**Task instructions:** Check each line of the data below for the string "match". Then give the number of lines that have it, without anything else.
===============
//! Bus handlers that expose the kernel to intent producers.

use intent::{Intent, IntentResult, IntentType};
use intent_bus::{Handler, IntentBus};
use log::debug;
use scheduler::{Process, ProcessId};
use serde_json::json;
use std::sync::{Arc, Weak};
use std::time::Duration;

use crate::kernel::{Core, Kernel};

/// Failure returned by the status handler for unknown ids.
pub const PROCESS_NOT_FOUND: &str = "process not found";
/// Payload key naming the task a `PROCESS_SPAWN` intent starts.
pub const TASK_KEY: &str = "task";
/// Payload key naming the process a `PROCESS_STATUS` intent asks about.
pub const PROCESS_ID_KEY: &str = "process_id";

struct SpawnHandler {
    core: Arc<Core>,
}

impl Handler for SpawnHandler {
    fn handle(&self, intent: &Intent) -> anyhow::Result<IntentResult> {
        let task_name = intent.payload_str(TASK_KEY).unwrap_or("anonymous");
        let task = self.core.tasks.resolve(task_name);
        let process = Process::new(Arc::new(process_intent(intent)), move || task());
        let id = self.core.spawn(process);
        debug!("intent {} spawned process {id} ({task_name})", intent.id());
        Ok(IntentResult::success(
            intent.id(),
            Some(json!(id.as_str())),
            Duration::ZERO,
        ))
    }
}

// The bus owns the original's lifecycle; the process runs a copy.
fn process_intent(intent: &Intent) -> Intent {
    let mut builder = Intent::builder(intent.intent_type().clone())
        .priority(intent.priority())
        .origin(intent.origin())
        .payload_map(intent.payload().clone());
    if let Some(trace_id) = intent.trace_id() {
        builder = builder.trace_id(trace_id);
    }
    if let Some(token) = intent.capability() {
        builder = builder.capability(token);
    }
    builder.build()
}

struct StatusHandler {
    core: Arc<Core>,
}

impl Handler for StatusHandler {
    fn handle(&self, intent: &Intent) -> anyhow::Result<IntentResult> {
        let status = intent
            .payload_str(PROCESS_ID_KEY)
            .and_then(|id| self.core.table.status(&ProcessId::from(id)));
        Ok(match status {
            Some(status) => {
                IntentResult::success(intent.id(), Some(json!(status.name())), Duration::ZERO)
            }
            None => IntentResult::failure(intent.id(), PROCESS_NOT_FOUND, Duration::ZERO),
        })
    }
}

struct HealthHandler {
    core: Arc<Core>,
    bus: Weak<IntentBus>,
}

impl Handler for HealthHandler {
    fn handle(&self, intent: &Intent) -> anyhow::Result<IntentResult> {
        let mut report = json!({ "kernel": serde_json::to_value(self.core.health())? });
        if let Some(bus) = self.bus.upgrade() {
            report[bus.name()] = serde_json::to_value(bus.health())?;
        }
        Ok(IntentResult::success(intent.id(), Some(report), Duration::ZERO))
    }
}

impl Kernel {
    /// Registers the kernel's handlers on `bus`:
    ///
    /// * `PROCESS_SPAWN` spawns the task named by payload `task` and answers
    ///   with the process id.
    /// * `PROCESS_STATUS` answers with the status of payload `process_id`, or
    ///   fails with [`PROCESS_NOT_FOUND`].
    /// * `HEALTH_CHECK` answers with kernel and bus health keyed by component.
    pub fn install_handlers(&self, bus: &Arc<IntentBus>) {
        let core = self.core();
        bus.register_shared_handler(
            IntentType::ProcessSpawn,
            Arc::new(SpawnHandler {
                core: Arc::clone(core),
            }),
        );
        bus.register_shared_handler(
            IntentType::ProcessStatus,
            Arc::new(StatusHandler {
                core: Arc::clone(core),
            }),
        );
        bus.register_shared_handler(
            IntentType::HealthCheck,
            Arc::new(HealthHandler {
                core: Arc::clone(core),
                bus: Arc::downgrade(bus),
            }),
        );
    }
}

#[cfg(test)]
mod tests {
    use super::*;
    use crate::config::KernelConfig;
    use intent::IntentPriority;
    use scheduler::StrategyKind;

    #[test]
    fn process_intents_copy_scheduling_fields() {
        let original = Intent::builder(IntentType::ProcessSpawn)
            .priority(IntentPriority::Critical)
            .origin("shell")
            .payload(TASK_KEY, "backup")
            .trace_id("t-1")
            .build();
        let copy = process_intent(&original);
        assert_ne!(copy.id(), original.id());
        assert_eq!(copy.priority(), IntentPriority::Critical);
        assert_eq!(copy.origin(), "shell");
        assert_eq!(copy.payload_str(TASK_KEY), Some("backup"));
        assert_eq!(copy.trace_id(), Some("t-1"));
    }

    #[test]
    fn status_handler_reports_unknown_ids() {
        let kernel = Kernel::new(
            KernelConfig::default(),
            StrategyKind::RoundRobin.instantiate(),
        )
        .unwrap();
        let handler = StatusHandler {
            core: Arc::clone(kernel.core()),
        };

        let missing = Intent::builder(IntentType::ProcessStatus)
            .payload(PROCESS_ID_KEY, "nope")
            .build();
        let result = handler.handle(&missing).unwrap();
        assert_eq!(result.error(), Some(PROCESS_NOT_FOUND));

        let id = kernel.spawn(Intent::new(IntentType::ProcessSpawn), || Ok(()));
        let known = Intent::builder(IntentType::ProcessStatus)
            .payload(PROCESS_ID_KEY, id.as_str())
            .build();
        let result = handler.handle(&known).unwrap();
        assert_eq!(result.data(), Some(&json!("PENDING")));
    }
}
impl IntentBus {
    /// Starts a builder.
    pub fn builder() -> IntentBusBuilder {
        IntentBusBuilder::new()
    }

    /// Builds a stopped bus with `config` and a [`LogEventSink`].
    pub fn new(config: BusConfig) -> BusResult<Self> {
        IntentBusBuilder::new().config(config).build()
    }

    /// Name used for threads and logs.
    pub fn name(&self) -> &str {
        &self.shared.name
    }

    /// Active configuration.
    pub fn config(&self) -> &BusConfig {
        &self.shared.config
    }

    /// Whether the bus accepts work.
    pub fn is_running(&self) -> bool {
        self.shared.is_running()
    }

    /// Spawns the worker pool, timer, and pump. No-op if already running.
    pub fn start(&self) -> BusResult<()> {
        let mut runtime = self.runtime.lock();
        if runtime.is_some() {
            return Ok(());
        }
        let shared = &self.shared;
        let grace = shared.config.shutdown_grace();

        let workers = shared.config.worker_threads;
        let pool = WorkerPool::spawn(&shared.name, workers, workers)?;
        let timer = match Timer::spawn(&shared.name) {
            Ok(timer) => timer,
            Err(err) => {
                pool.shutdown(Instant::now() + grace);
                return Err(err);
            }
        };
        *shared.timer.lock() = Some(timer);
        shared.running.store(true, Ordering::Release);
        *shared.started_at.lock() = Some(Instant::now());

        let mut pump_thread = ThreadGroup::new(format!("{} pump", shared.name));
        let pump_shared = Arc::clone(shared);
        let handle = pool.handle();
        if let Err(err) = pump_thread.spawn(format!("{}-pump", shared.name), move || {
            pump(pump_shared, handle)
        }) {
            shared.running.store(false, Ordering::Release);
            let deadline = Instant::now() + grace;
            pool.shutdown(deadline);
            if let Some(timer) = shared.timer.lock().take() {
                timer.shutdown(deadline);
            }
            return Err(err);
        }

        *runtime = Some(Runtime {
            pump: pump_thread,
            pool,
        });
        info!(
            "{} started (queue_capacity={}, history_limit={}, workers={})",
            shared.name,
            shared.config.queue_capacity,
            shared.config.history_limit,
            shared.config.worker_threads
        );
        Ok(())
    }

    /// Stops accepting work and shuts the threads down.
    ///
    /// Intents already handed to workers finish dispatching. Intents still in
    /// the queue and unanswered requests fail with [`BUS_STOPPED`]. Threads
    /// still busy after the grace period are detached; the returned report
    /// says which thread groups were.
    pub fn stop(&self) -> ShutdownReport {
        let mut runtime = self.runtime.lock();
        let Some(Runtime { pump, pool }) = runtime.take() else {
            return ShutdownReport::idle();
        };
        let shared = &self.shared;
        shared.running.store(false, Ordering::Release);
        shared.queue.wake_all();

        let deadline = Instant::now() + shared.config.shutdown_grace();
        let pump_joined = pump.join_until(deadline);
        let workers_joined = pool.shutdown(deadline);
        let timer = shared.timer.lock().take();
        let timer_joined = timer.map_or(true, |timer| timer.shutdown(deadline));

        let abandoned = shared
            .queue
            .drain()
            .iter()
            .filter(|intent| shared.abandon(intent))
            .count();
        let unanswered_requests = shared
            .pending
            .resolve_all(|id| IntentResult::failure(id, BUS_STOPPED, Duration::ZERO));
        *shared.started_at.lock() = None;

        let report = ShutdownReport {
            pump_joined,
            workers_joined,
            timer_joined,
            abandoned,
            unanswered_requests,
        };
        if !report.all_joined() {
            warn!("{}: stopped with threads still running", shared.name);
        }
        info!(
            "{} stopped (abandoned={abandoned}, unanswered_requests={unanswered_requests})",
            shared.name
        );
        report
    }

    /// `stop` followed by `start`.
    pub fn restart(&self) -> BusResult<()> {
        let _ = self.stop();
        self.start()
    }

    /// Fire-and-forget submission. Never blocks.
    ///
    /// A full queue marks the intent failed with [`QUEUE_FULL`]; a stopped bus
    /// leaves it untouched.
    pub fn publish(&self, intent: impl Into<Arc<Intent>>) -> SubmitOutcome {
        let intent = intent.into();
        let outcome = self.shared.admit(&intent);
        trace!("{}: publish {} -> {:?}", self.shared.name, intent.id(), outcome);
        outcome
    }

    /// Submits `intent` and returns a future of its result.
    ///
    /// The future resolves once: with the dispatch result, or with a
    /// `"Timeout"` failure after `timeout`, whichever comes first. A timeout
    /// does not interrupt dispatch.
    pub fn request(&self, intent: impl Into<Arc<Intent>>, timeout: Duration) -> IntentResponse {
        let intent = intent.into();
        let id = intent.id().to_string();
        if !self.is_running() {
            return IntentResponse::ready(IntentResult::failure(id, NOT_RUNNING, Duration::ZERO));
        }
        if intent.state() != IntentState::Created {
            return IntentResponse::ready(IntentResult::failure(
                id,
                ALREADY_PUBLISHED,
                Duration::ZERO,
            ));
        }

        let shared = &self.shared;
        let (slot, response) = shared.pending.register(&id);
        let reason = match shared.admit(&intent) {
            SubmitOutcome::Accepted => None,
            SubmitOutcome::Dropped => Some(QUEUE_FULL),
            SubmitOutcome::Rejected => Some(ALREADY_PUBLISHED),
            SubmitOutcome::Closed => Some(NOT_RUNNING),
        };
        if let Some(reason) = reason {
            shared
                .pending
                .resolve(&id, IntentResult::failure(id.as_str(), reason, Duration::ZERO));
            return response;
        }

        let weak: Weak<Shared> = Arc::downgrade(shared);
        let timer_id = id.clone();
        let scheduled = shared.timer.lock().as_ref().is_some_and(|timer| {
            timer.schedule(timeout, move || {
                if slot.complete(IntentResult::timeout(timer_id.as_str(), timeout)) {
                    if let Some(shared) = weak.upgrade() {
                        shared.pending.forget(&timer_id);
                        debug!("{}: request {} timed out", shared.name, timer_id);
                    }
                }
            })
        });
        if !scheduled {
            debug!("{}: no timer for request {}", shared.name, id);
        }
        response
    }

    /// [`IntentBus::request`] with the configured default timeout.
    pub fn request_default(&self, intent: impl Into<Arc<Intent>>) -> IntentResponse {
        self.request(intent, self.shared.config.request_timeout())
    }

    /// Calls `callback` for every intent of `intent_type`.
    pub fn subscribe<F>(&self, intent_type: IntentType, callback: F) -> Subscription
    where
        F: Fn(&Intent) -> anyhow::Result<()> + Send + Sync + 'static,
    {
        self.shared
            .subscriptions
            .subscribe_type(intent_type, Arc::new(callback))
    }

    /// Calls `callback` for every intent `filter` accepts.
    pub fn subscribe_filtered<P, F>(&self, filter: P, callback: F) -> Subscription
    where
        P: Fn(&Intent) -> bool + Send + Sync + 'static,
        F: Fn(&Intent) -> anyhow::Result<()> + Send + Sync + 'static,
    {
        self.shared
            .subscriptions
            .subscribe_filtered(Arc::new(filter), Arc::new(callback))
    }

    /// Calls `callback` for every intent.
    pub fn subscribe_all<F>(&self, callback: F) -> Subscription
    where
        F: Fn(&Intent) -> anyhow::Result<()> + Send + Sync + 'static,
    {
        self.shared.subscriptions.subscribe_all(Arc::new(callback))
    }

    /// Appends a closure to the handler chain for `intent_type`.
    pub fn register_handler<F>(&self, intent_type: IntentType, handler: F)
    where
        F: Fn(&Intent) -> anyhow::Result<IntentResult> + Send + Sync + 'static,
    {
        self.shared.handlers.register(intent_type, Arc::new(handler));
    }

    /// Appends a shared [`Handler`] to the chain for `intent_type`.
    pub fn register_shared_handler(&self, intent_type: IntentType, handler: Arc<dyn Handler>) {
        self.shared.handlers.register(intent_type, handler);
    }

    /// Number of handlers registered for `intent_type`.
    pub fn handler_count(&self, intent_type: &IntentType) -> usize {
        self.shared.handlers.count(intent_type)
    }

    /// Number of active subscriptions.
    pub fn subscription_count(&self) -> usize {
        self.shared.subscriptions.active_count()
    }

    /// Removes revoked subscriptions; returns how many were dropped.
    pub fn compact_subscriptions(&self) -> usize {
        self.shared.subscriptions.compact()
    }

    /// Intents waiting in the queue, oldest first.
    pub fn pending_intents(&self) -> Vec<Arc<Intent>> {
        self.shared.queue.snapshot()
    }

    /// The newest `limit` dispatched intents, oldest first.
    pub fn history(&self, limit: usize) -> Vec<Arc<Intent>> {
        self.shared.history.recent(limit)
    }

    /// Dispatched intents still in history that carry `trace_id`.
    pub fn by_trace_id(&self, trace_id: &str) -> Vec<Arc<Intent>> {
        self.shared.history.by_trace_id(trace_id)
    }

    /// Current health classification.
    pub fn health(&self) -> HealthReport {
        let shared = &self.shared;
        HealthReport::assess(
            shared.is_running(),
            shared.uptime_ms(),
            shared.queue.len(),
            shared.queue.capacity(),
        )
    }

    /// Counter and gauge snapshot.
    pub fn metrics(&self) -> BusMetrics {
        let shared = &self.shared;
        let mut metrics = BusMetrics {
            queue_size: shared.queue.len(),
            queue_capacity: shared.queue.capacity(),
            history_size: shared.history.len(),
            pending_requests: shared.pending.len(),
            uptime_ms: shared.uptime_ms(),
            ..BusMetrics::default()
        };
        shared.counters.fill(&mut metrics);
        metrics
    }
}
===============
**Response:** 3